Complications after dislocation may occur according to the situation of the ring in which it then lies inside the eye. The most dangerous situation is in the anterior chamber. Cases No. 2, 3, 4, 5, 11, 12, 13 and also 9 had dislocation in the anterior chamber while cases No. 1, 6 and 7 had dislocation in the vitreous. In cases No. 8 and 10, the ring rested partly in the anterior chamber and partly in the posterior chamber. In six cases of dislocation in the anterior chamber, there were evidences of rise of intro-ocular tension in four cases while in one case the effect was not known in one case (Case No. 13) there was hypotony. In case No. 10, there was no rise of tension but signs of great irritation were present.

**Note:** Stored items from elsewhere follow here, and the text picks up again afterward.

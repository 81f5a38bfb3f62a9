//! Profile feature reducer.
//!
//! Enter submits the panel that currently holds focus: the details panel
//! saves name/phone, the password panel changes the password.

use crossterm::event::{KeyCode, KeyEvent};
use meridian_core::session::Session;

use super::state::{ProfilePanel, ProfileScreen};
use crate::common::{MIN_PASSWORD_LEN, field_input, is_valid_phone};
use crate::effects::UiEffect;

pub fn handle_key(
    screen: &mut ProfileScreen,
    session: &Session,
    details_busy: bool,
    password_busy: bool,
    key: KeyEvent,
) -> Vec<UiEffect> {
    match key.code {
        KeyCode::Tab | KeyCode::Down => {
            screen.focus = (screen.focus + 1) % ProfileScreen::FIELDS;
            vec![]
        }
        KeyCode::BackTab | KeyCode::Up => {
            screen.focus = (screen.focus + ProfileScreen::FIELDS - 1) % ProfileScreen::FIELDS;
            vec![]
        }
        KeyCode::Enter => match screen.panel() {
            ProfilePanel::Details if !details_busy => match validate_details(screen, session) {
                Ok(effect) => {
                    screen.details_error = None;
                    screen.details_notice = None;
                    vec![effect]
                }
                Err(message) => {
                    screen.details_error = Some(message);
                    vec![]
                }
            },
            ProfilePanel::Password if !password_busy => match validate_password(screen) {
                Ok(effect) => {
                    screen.password_error = None;
                    screen.password_notice = None;
                    vec![effect]
                }
                Err(message) => {
                    screen.password_error = Some(message);
                    vec![]
                }
            },
            _ => vec![],
        },
        _ => {
            field_input(screen.field_mut(screen.focus), key);
            vec![]
        }
    }
}

fn validate_details(screen: &ProfileScreen, session: &Session) -> Result<UiEffect, String> {
    let identity = session
        .identity()
        .ok_or_else(|| "Your session has expired. Please sign in again.".to_string())?;
    if screen.name.is_empty() {
        return Err("Your name can't be empty.".to_string());
    }
    if !screen.phone.is_empty() && !is_valid_phone(screen.phone.trimmed()) {
        return Err("Enter a valid phone number.".to_string());
    }
    Ok(UiEffect::SaveProfile {
        id: identity.id,
        name: screen.name.trimmed().to_string(),
        phone: screen.phone.trimmed().to_string(),
    })
}

fn validate_password(screen: &ProfileScreen) -> Result<UiEffect, String> {
    if screen.current_password.value().is_empty() {
        return Err("Enter your current password.".to_string());
    }
    if screen.new_password.value().len() < MIN_PASSWORD_LEN {
        return Err(format!(
            "New password must be at least {MIN_PASSWORD_LEN} characters."
        ));
    }
    if screen.new_password.value() != screen.confirm_new_password.value() {
        return Err("New passwords do not match.".to_string());
    }
    Ok(UiEffect::SubmitPasswordChange {
        current_password: screen.current_password.value().to_string(),
        new_password: screen.new_password.value().to_string(),
        confirm_new_password: screen.confirm_new_password.value().to_string(),
    })
}

#[cfg(test)]
mod tests {
    use crossterm::event::KeyModifiers;
    use meridian_core::session::{Identity, Role};

    use super::*;

    fn signed_in() -> Session {
        let mut session = Session::new();
        session.complete_initial_check(Some(Identity {
            id: 23,
            name: "Kim Osei".to_string(),
            email: "kim@example.com".to_string(),
            phone: Some("555-0142".to_string()),
            role: Role::Regular,
        }));
        session
    }

    fn press(code: KeyCode) -> KeyEvent {
        KeyEvent::new(code, KeyModifiers::NONE)
    }

    #[test]
    fn details_panel_saves_name_and_phone() {
        let session = signed_in();
        let mut screen = ProfileScreen::new(&session);
        screen.name.set_value("Kim O.");

        let effects = handle_key(&mut screen, &session, false, false, press(KeyCode::Enter));
        assert_eq!(
            effects,
            vec![UiEffect::SaveProfile {
                id: 23,
                name: "Kim O.".to_string(),
                phone: "555-0142".to_string(),
            }]
        );
    }

    #[test]
    fn password_panel_validates_confirmation() {
        let session = signed_in();
        let mut screen = ProfileScreen::new(&session);
        screen.focus = 2;
        screen.current_password.set_value("old-secret");
        screen.new_password.set_value("longenough1");
        screen.confirm_new_password.set_value("different1");

        let effects = handle_key(&mut screen, &session, false, false, press(KeyCode::Enter));
        assert!(effects.is_empty());
        assert!(screen.password_error.is_some());
        assert!(screen.details_error.is_none());
    }

    #[test]
    fn busy_panel_ignores_enter() {
        let session = signed_in();
        let mut screen = ProfileScreen::new(&session);

        let effects = handle_key(&mut screen, &session, true, false, press(KeyCode::Enter));
        assert!(effects.is_empty());
    }
}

Dislocation in the vitreous has not much significance. In cases No. 1, 6 and 7 where dislocation of the ring occurred in the vitreous, there was no other complication except some disturbance of vision. Similar is the result of dislocation which occurs partly in the anterior chamber and partly in the posterior one.
| Summary|| |
After-cataract in general, formations of its different varieties and one of its interesting forms, the Soemmering's Ring are discussed. One case of dislocation of a Soemmering's Ring in the anterior chamber and the findings on its histological and slit-lamp examination are described. From the findings of this special case and from other cases published in the literature which had dislocations of the ring, we find that the cases which were susceptible to dislocation, had the following characteristics :
1) The formation of the ring and its enlargement after lenticular injury or operation takes place in young eyes.
2) The operation or injury causes a narrow opening in the anterior capsule.
3) Degenerative changes in the zonules and vitreous of a myopic eye get worse with senility.
4) Degenerative changes take place in the ring itself e.g. its clacification.
5) Trauma significant or even insignificant causing very little movement of the eye is the ultimate cause of dislocation.